The ground shook and I instinctively crouched under a doorway. A large blur thundered past, leaving behind a trail of admiring onlookers and a distinctive odor of baby powder. I was in the Aichi Prefectural Gymnasium in Nagoya, where I was hoping to get my first taste of sumo wrestling, and in that instant, many of my illusions about Japan’s national sport were shattered. I realized that sumo wrestlers, despite their size and girth, happen to be incredibly fast. And, something that no amount of cultural immersion could have prepared me for, I learnt that sumo wrestlers smell of Johnson & Johnson’s baby powder. I was told later that it was a popular product amongst wrestlers as it staves off the discomfort from chafing limbs. As the day unfolded and I learned more about the sport, several other preconceptions were broken.

Growing up, I was fed a steady diet of WWF and associate wrestling with carefully contrived drama and violence. In many ways, sumo wrestling is similar – there are costumes and rituals and a show of brute strength. However, the sport is rooted in spirituality, and the pre-match rites lend an artistic touch to it, bringing an element of beauty and grace to what would’ve otherwise been an ugly duel.

I entered the giant arena and took my designated seat, way up in the nosebleed section, where the tickets were the cheapest. Below me sprawled hundreds of premium seats – cushions and small tables laid out on the floor in traditional Japanese style. I had to squint a bit to focus on the very center of the stadium where, under an elaborate canopy, stood the smallest wrestling ring I had ever seen. With the spectators sitting right on the edge of the dohyo or mud ring, it looked too small to accommodate the enormous bodies that would soon inhabit it.

The crowds buzzed around the packed stadium; punters placed bets, hawkers sold sumo memorabilia and children bartered trading cards of their favourite wrestlers. A hush fell over the stadium as the first of the rishiki (wrestler) entered the dohyo. Dressed in colourful aprons, their topknots glistening under the lights, one by one each of the competitors walked inside the ring, taking part in a ceremonial ritual to pay homage to the Shinto gods. Steeped in tradition, the elaborate service continued into the fights themselves, as the opponents offered each other ladlefuls of water and scattered handfuls of salt in a show of respect and purity.

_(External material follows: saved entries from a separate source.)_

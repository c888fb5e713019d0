//! Action logging for valocker commands.
//!
//! Every CLI invocation is appended to `<data-dir>/actions.log` as one JSON
//! line, unless `action-log #false` is set in settings.kdl.

use crate::config::{DataPaths, Settings};
use chrono::{DateTime, Utc};
use serde::{Deserialize, Serialize};
use std::fs::{self, OpenOptions};
use std::io::Write;
use std::path::Path;

/// Represents a single action log entry.
#[derive(Debug, Serialize, Deserialize)]
pub struct ActionLog {
    /// ISO 8601 timestamp when the action occurred
    pub timestamp: DateTime<Utc>,

    /// Command name (e.g., "select", "profile activate")
    pub command: String,

    /// Command arguments as JSON
    pub args: serde_json::Value,

    /// Profile active when the command ran, if one was resolved
    #[serde(skip_serializing_if = "Option::is_none")]
    pub profile: Option<String>,

    /// Whether the command succeeded
    pub success: bool,

    /// Error message if the command failed
    #[serde(skip_serializing_if = "Option::is_none")]
    pub error: Option<String>,

    /// Command execution duration in milliseconds
    pub duration_ms: u64,
}

/// Log an action to the data directory's action log.
///
/// Never fails: logging problems are reported as warnings so they cannot
/// break the command that triggered them.
pub fn log_action(
    paths: &DataPaths,
    command: &str,
    args: serde_json::Value,
    success: bool,
    error: Option<String>,
    duration_ms: u64,
) {
    // Unreadable settings fall back to defaults, which log.
    let settings = Settings::load(&paths.settings()).unwrap_or_default();
    if !settings.action_log_enabled() {
        return;
    }

    let entry = ActionLog {
        timestamp: Utc::now(),
        command: command.to_string(),
        args: sanitize_args(&args),
        profile: settings.active_profile,
        success,
        error,
        duration_ms,
    };

    if let Err(e) = write_log_entry(&paths.action_log(), &entry) {
        tracing::warn!(error = %e, "failed to write action log");
    }
}

/// Append one entry, creating the log and its directory as needed.
fn write_log_entry(path: &Path, entry: &ActionLog) -> Result<(), Box<dyn std::error::Error>> {
    if let Some(parent) = path.parent() {
        fs::create_dir_all(parent)?;
    }

    let json = serde_json::to_string(entry)?;
    let mut file = OpenOptions::new().create(true).append(true).open(path)?;
    writeln!(file, "{}", json)?;

    Ok(())
}

/// Shorten arguments for the log: paths become basenames and long agent
/// lists are summarized.
fn sanitize_args(args: &serde_json::Value) -> serde_json::Value {
    match args {
        serde_json::Value::Object(map) => serde_json::Value::Object(
            map.iter()
                .map(|(key, value)| (key.clone(), sanitize_args(value)))
                .collect(),
        ),
        serde_json::Value::Array(arr) => {
            if arr.len() > 10 {
                serde_json::Value::String(format!("[Array with {} items]", arr.len()))
            } else {
                serde_json::Value::Array(arr.iter().map(sanitize_args).collect())
            }
        }
        serde_json::Value::String(s) if s.contains(['/', '\\']) => {
            serde_json::Value::String(s.rsplit(['/', '\\']).next().unwrap_or(s).to_string())
        }
        _ => args.clone(),
    }
}
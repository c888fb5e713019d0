//! Persisted leaf state.
//!
//! A snapshot maps agent names to their two flags. It is what the profile
//! layer writes to disk and what the engine restores on profile activation.
//!
//! ```json
//! {
//!   "jett": { "available": true, "selected": true },
//!   "reyna": { "available": false, "selected": false }
//! }
//! ```

use serde::{Deserialize, Serialize};
use std::collections::BTreeMap;

/// Flags of one agent.
#[derive(Debug, Clone, Copy, Default, PartialEq, Eq, Serialize, Deserialize)]
pub struct LeafState {
    pub available: bool,
    pub selected: bool,
}

impl LeafState {
    pub fn new(available: bool, selected: bool) -> Self {
        Self {
            available,
            selected,
        }
    }
}

/// Agent name to leaf state. Ordered so serialized output is stable.
pub type Snapshot = BTreeMap<String, LeafState>;

/// What `load_snapshot` did with its input.
#[derive(Debug, Clone, Default, PartialEq, Eq, Serialize)]
pub struct SnapshotLoad {
    /// Generation started by the load.
    pub generation: u64,
    /// Names not in the roster; ignored.
    #[serde(skip_serializing_if = "Vec::is_empty")]
    pub unknown: Vec<String>,
    /// Entries that broke an invariant and were corrected (a fixed agent
    /// stored as locked, or a locked agent stored as selected).
    #[serde(skip_serializing_if = "Vec::is_empty")]
    pub corrected: Vec<String>,
}
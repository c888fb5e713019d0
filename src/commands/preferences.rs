//! Per-profile preferences: the instalock agent and random pick.

use super::{CommandResult, Session, json};
use crate::{Error, Result};
use serde::Serialize;

#[derive(Serialize)]
pub struct PreferencesResult {
    pub profile: String,
    #[serde(skip_serializing_if = "Option::is_none")]
    pub locked_agent: Option<String>,
    pub random_pick: bool,
    pub pool_size: usize,
}

impl CommandResult for PreferencesResult {
    fn to_json(&self) -> String {
        json(self)
    }

    fn to_human(&self) -> String {
        let agent = self.locked_agent.as_deref().unwrap_or("(none)");
        format!(
            "Profile {}: instalock {}, random pick {} ({} in pool)",
            self.profile,
            agent,
            if self.random_pick { "on" } else { "off" },
            self.pool_size
        )
    }
}

fn preferences(session: &Session) -> PreferencesResult {
    PreferencesResult {
        profile: session.profile_name().to_string(),
        locked_agent: session.profile().locked_agent.clone(),
        random_pick: session.profile().random_pick,
        pool_size: session.engine().pool().len(),
    }
}

/// Choose the agent instalocked when random pick is off. Only unlocked
/// agents can be chosen; `None` clears the choice.
pub fn pick(session: &mut Session, agent: Option<&str>) -> Result<PreferencesResult> {
    if let Some(name) = agent {
        if !session.engine().agent(name)?.available {
            return Err(Error::InvalidInput(format!(
                "Agent '{}' is locked on this profile",
                name
            )));
        }
    }

    session.profile_mut().locked_agent = agent.map(String::from);
    session.save_profile()?;
    Ok(preferences(session))
}

/// Turn random pick on or off. Turning it on needs a non-empty pool.
pub fn random(session: &mut Session, on: bool) -> Result<PreferencesResult> {
    if on && !session.engine().is_random_pick_enabled() {
        return Err(Error::InvalidInput(
            "Random pick needs at least one agent in the pool".to_string(),
        ));
    }

    session.profile_mut().random_pick = on;
    session.save_profile()?;
    Ok(preferences(session))
}
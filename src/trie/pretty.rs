//! Human-readable tree renderer

use super::node::Node;
use super::tree::{ImmutableTrie, Trie};

/// Render the node tree, one edge label per line. Terminal nodes are
/// marked with `*`.
pub(crate) fn render(root: &Node) -> String {
    let mut out = String::from(".");
    if root.terminal {
        out.push_str(" *");
    }
    out.push('\n');
    let count = root.children.len();
    for (i, child) in root.children.values().enumerate() {
        render_into(child, "", i + 1 == count, &mut out);
    }
    out
}

fn render_into(node: &Node, indent: &str, last: bool, out: &mut String) {
    out.push_str(indent);
    out.push_str(if last { "└── " } else { "├── " });
    out.extend(node.edge.iter());
    if node.terminal {
        out.push_str(" *");
    }
    out.push('\n');

    let child_indent = format!("{indent}{}", if last { "    " } else { "│   " });
    let count = node.children.len();
    for (i, child) in node.children.values().enumerate() {
        render_into(child, &child_indent, i + 1 == count, out);
    }
}

impl Trie {
    /// Render the node tree as an indented listing.
    /// Non-empty for any trie, one line per node.
    pub fn to_pretty_string(&self) -> String {
        render(&self.snapshot())
    }
}

impl ImmutableTrie {
    /// Render the node tree as an indented listing
    pub fn to_pretty_string(&self) -> String {
        self.inner.to_pretty_string()
    }
}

Unlike the rituals, the matches themselves last a mere couple of minutes. Once inside the ring, the two wrestlers face each other, stomp their weighty feet and slap their enormous thighs in a show of might. It is a fantastic sight to behold and the spectators roar in admiration as their vast bellies vibrate with each slap resounding across the stands. Circling, they swiftly, and deftly lock bodies, trying to grab each other’s loin cloths in an attempt to upend their rival. The wrestler who steps out of the ring first or touches the ground with anything other than the soles of his feet loses. After watching a few bouts, I quickly noticed not all wrestlers were obese. Nor were they all Japanese. There was a surprising number of Caucasian faces in the ring. Sumo wrestling is quite the global sport. I also watched in amazement as comparatively diminutive wrestlers won round after round by using skill and dexterity to shove their opponents to the ground.

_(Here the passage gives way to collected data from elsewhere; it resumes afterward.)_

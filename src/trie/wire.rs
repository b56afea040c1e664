//! Canonical wire format
//!
//! A trie serializes to a tree of records `{ terminal, edge?, children }`;
//! the root record carries no edge. Children are emitted in code-point order
//! of their first edge character, so the encoding of a given word set is
//! canonical and can be fingerprinted. JSON (via serde_json) and a compact
//! binary form (via bincode) share the one record type.
//!
//! Decoding validates structure before any trie is handed out: a malformed
//! document fails with [`Error::MalformedTrieData`] and never yields a
//! partially-built trie.

use super::node::{Node, TrieKind};
use super::tree::{ImmutableTrie, Trie};
use crate::error::{Error, Result};
use serde::{Deserialize, Serialize};
use std::collections::BTreeMap;
use std::fmt;
use std::rc::Rc;

/// One record of the serialized tree
#[derive(Clone, Debug, Default, PartialEq, Eq, Serialize, Deserialize)]
pub struct WireNode {
    /// True if this record ends a stored word
    #[serde(default)]
    pub terminal: bool,
    /// Edge label consumed to reach this record; empty on the root
    #[serde(default)]
    pub edge: String,
    /// Child records, ordered by first edge code point
    #[serde(default)]
    pub children: Vec<WireNode>,
}

/// A BLAKE3 digest of a trie's canonical binary encoding
///
/// Two tries of the same kind with the same word set fingerprint
/// identically.
#[derive(Clone, Copy, PartialEq, Eq, Hash)]
pub struct Fingerprint([u8; 32]);

impl Fingerprint {
    /// Get the raw bytes
    pub fn as_bytes(&self) -> &[u8; 32] {
        &self.0
    }

    /// Convert to hex string
    pub fn to_hex(&self) -> String {
        hex::encode(self.0)
    }

    /// Get a short prefix for display (first 7 chars, like git)
    pub fn short(&self) -> String {
        self.to_hex()[..7].to_string()
    }
}

impl fmt::Display for Fingerprint {
    fn fmt(&self, f: &mut fmt::Formatter<'_>) -> fmt::Result {
        write!(f, "{}", self.to_hex())
    }
}

impl fmt::Debug for Fingerprint {
    fn fmt(&self, f: &mut fmt::Formatter<'_>) -> fmt::Result {
        write!(f, "Fingerprint({})", self.short())
    }
}

fn encode(node: &Node, is_root: bool) -> WireNode {
    WireNode {
        terminal: node.terminal,
        // a root's incoming edge is not part of the word set
        edge: if is_root {
            String::new()
        } else {
            node.edge.iter().collect()
        },
        children: node.children.values().map(|c| encode(c, false)).collect(),
    }
}

fn decode(kind: TrieKind, record: &WireNode, is_root: bool) -> Result<Rc<Node>> {
    let edge: Vec<char> = record.edge.chars().collect();
    if is_root {
        if !edge.is_empty() {
            return Err(Error::MalformedTrieData(
                "root record must not carry an edge".to_string(),
            ));
        }
    } else {
        if edge.is_empty() {
            return Err(Error::MalformedTrieData(
                "empty edge label below the root".to_string(),
            ));
        }
        if kind == TrieKind::Standard && edge.len() != 1 {
            return Err(Error::MalformedTrieData(format!(
                "standard trie edge {:?} must be a single code point",
                record.edge
            )));
        }
        if !record.terminal && record.children.is_empty() {
            return Err(Error::MalformedTrieData(
                "childless non-terminal record".to_string(),
            ));
        }
    }

    let mut children = BTreeMap::new();
    for child_record in &record.children {
        let child = decode(kind, child_record, false)?;
        let key = child.edge[0];
        if children.insert(key, child).is_some() {
            return Err(Error::MalformedTrieData(format!(
                "sibling edges share first code point {key:?}"
            )));
        }
    }

    Ok(Rc::new(Node {
        edge,
        terminal: record.terminal,
        children,
    }))
}

impl Trie {
    /// Serialize to the canonical nested record
    pub fn to_wire(&self) -> WireNode {
        encode(&self.snapshot(), true)
    }

    /// Rebuild a trie of the given representation from a wire record
    pub fn from_wire(kind: TrieKind, record: &WireNode) -> Result<Trie> {
        let root = decode(kind, record, true)?;
        Ok(Trie::from_root(kind, root))
    }

    /// Serialize to a JSON document
    pub fn to_json(&self) -> Result<String> {
        Ok(serde_json::to_string(&self.to_wire())?)
    }

    /// Rebuild a trie of the given representation from a JSON document
    pub fn from_json(kind: TrieKind, json: &str) -> Result<Trie> {
        let record: WireNode = serde_json::from_str(json)?;
        Trie::from_wire(kind, &record)
    }

    /// Serialize to the compact binary encoding
    pub fn to_bytes(&self) -> Result<Vec<u8>> {
        Ok(bincode::serialize(&self.to_wire())?)
    }

    /// Rebuild a trie of the given representation from the binary encoding
    pub fn from_bytes(kind: TrieKind, bytes: &[u8]) -> Result<Trie> {
        let record: WireNode = bincode::deserialize(bytes)?;
        Trie::from_wire(kind, &record)
    }

    /// Digest of the canonical binary encoding
    pub fn fingerprint(&self) -> Fingerprint {
        let data = bincode::serialize(&self.to_wire()).expect("serialization should not fail");
        Fingerprint(*blake3::hash(&data).as_bytes())
    }
}

impl ImmutableTrie {
    /// Serialize to the canonical nested record
    pub fn to_wire(&self) -> WireNode {
        self.inner.to_wire()
    }

    /// Serialize to a JSON document
    pub fn to_json(&self) -> Result<String> {
        self.inner.to_json()
    }

    /// Serialize to the compact binary encoding
    pub fn to_bytes(&self) -> Result<Vec<u8>> {
        self.inner.to_bytes()
    }

    /// Digest of the canonical binary encoding
    pub fn fingerprint(&self) -> Fingerprint {
        self.inner.fingerprint()
    }
}
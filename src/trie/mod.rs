//! The trie engine: prefix-indexed string sets
//!
//! Two interchangeable representations behind one API:
//! - standard: one code point per edge
//! - radix: chains of single-child, non-terminal nodes compressed into one
//!   multi-character edge, so the radix form never uses more nodes
//!
//! Nodes are persistent values; mutation rebuilds only the root-to-change
//! path and shares everything else, which is what makes sub-tries and the
//! immutable view cheap structural views rather than copies.

mod node;
mod pretty;
mod query;
mod tree;
mod wire;

pub use node::TrieKind;
pub use query::Words;
pub use tree::{ImmutableTrie, Trie};
pub use wire::{Fingerprint, WireNode};
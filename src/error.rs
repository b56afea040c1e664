//! Error types for lextrie

use thiserror::Error;

/// Result type alias for lextrie operations
pub type Result<T> = std::result::Result<T, Error>;

/// Errors that can occur in lextrie operations
#[derive(Error, Debug)]
pub enum Error {
    #[error("Serialization error: {0}")]
    Serialization(#[from] bincode::Error),

    #[error("JSON error: {0}")]
    Json(#[from] serde_json::Error),

    #[error("Malformed trie data: {0}")]
    MalformedTrieData(String),
}
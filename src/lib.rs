//! # lextrie
//!
//! A prefix-indexed string set engine.
//!
//! lextrie stores a set of words in a trie and answers membership and
//! prefix queries in time proportional to the query length. It offers two
//! interchangeable representations, a standard trie (one character per
//! edge) and a radix trie (compressed multi-character edges), plus the
//! structural operations built on top: sub-trie extraction, merging,
//! filtering, metrics, a canonical wire format, and a shared-structure
//! read-only view.
//!
//! ## Example
//!
//! ```
//! use lextrie::Trie;
//!
//! let mut words = Trie::radix();
//! words.insert("alpha");
//! words.insert("alphabet");
//!
//! assert!(words.contains("alpha"));
//! assert!(words.starts_with("alph"));
//! assert_eq!(words.subtrie("alpha").word_count(), 2);
//! ```

pub mod trie;

mod error;

pub use error::{Error, Result};
pub use trie::{Fingerprint, ImmutableTrie, Trie, TrieKind, WireNode, Words};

As each of these mammoth humans came crashing down, I felt my seat shake and more than once I worried I was witnessing an infamous Japanese earthquake. This incredible spectacle, and the adrenaline rush, is best experienced by those in the coveted ringside seats; ridiculously expensive and patronized by the rich and famous. I watched in escalating alarm as an entire row of ringside spectators scrambled from their seats to avert being annihilated by a hundred and fifty kilos of flesh and bone that had just been flung at them. And in that instant, I was extremely thankful for my frugal nature that had prompted me to buy the cheapest tickets, far away from imminent danger.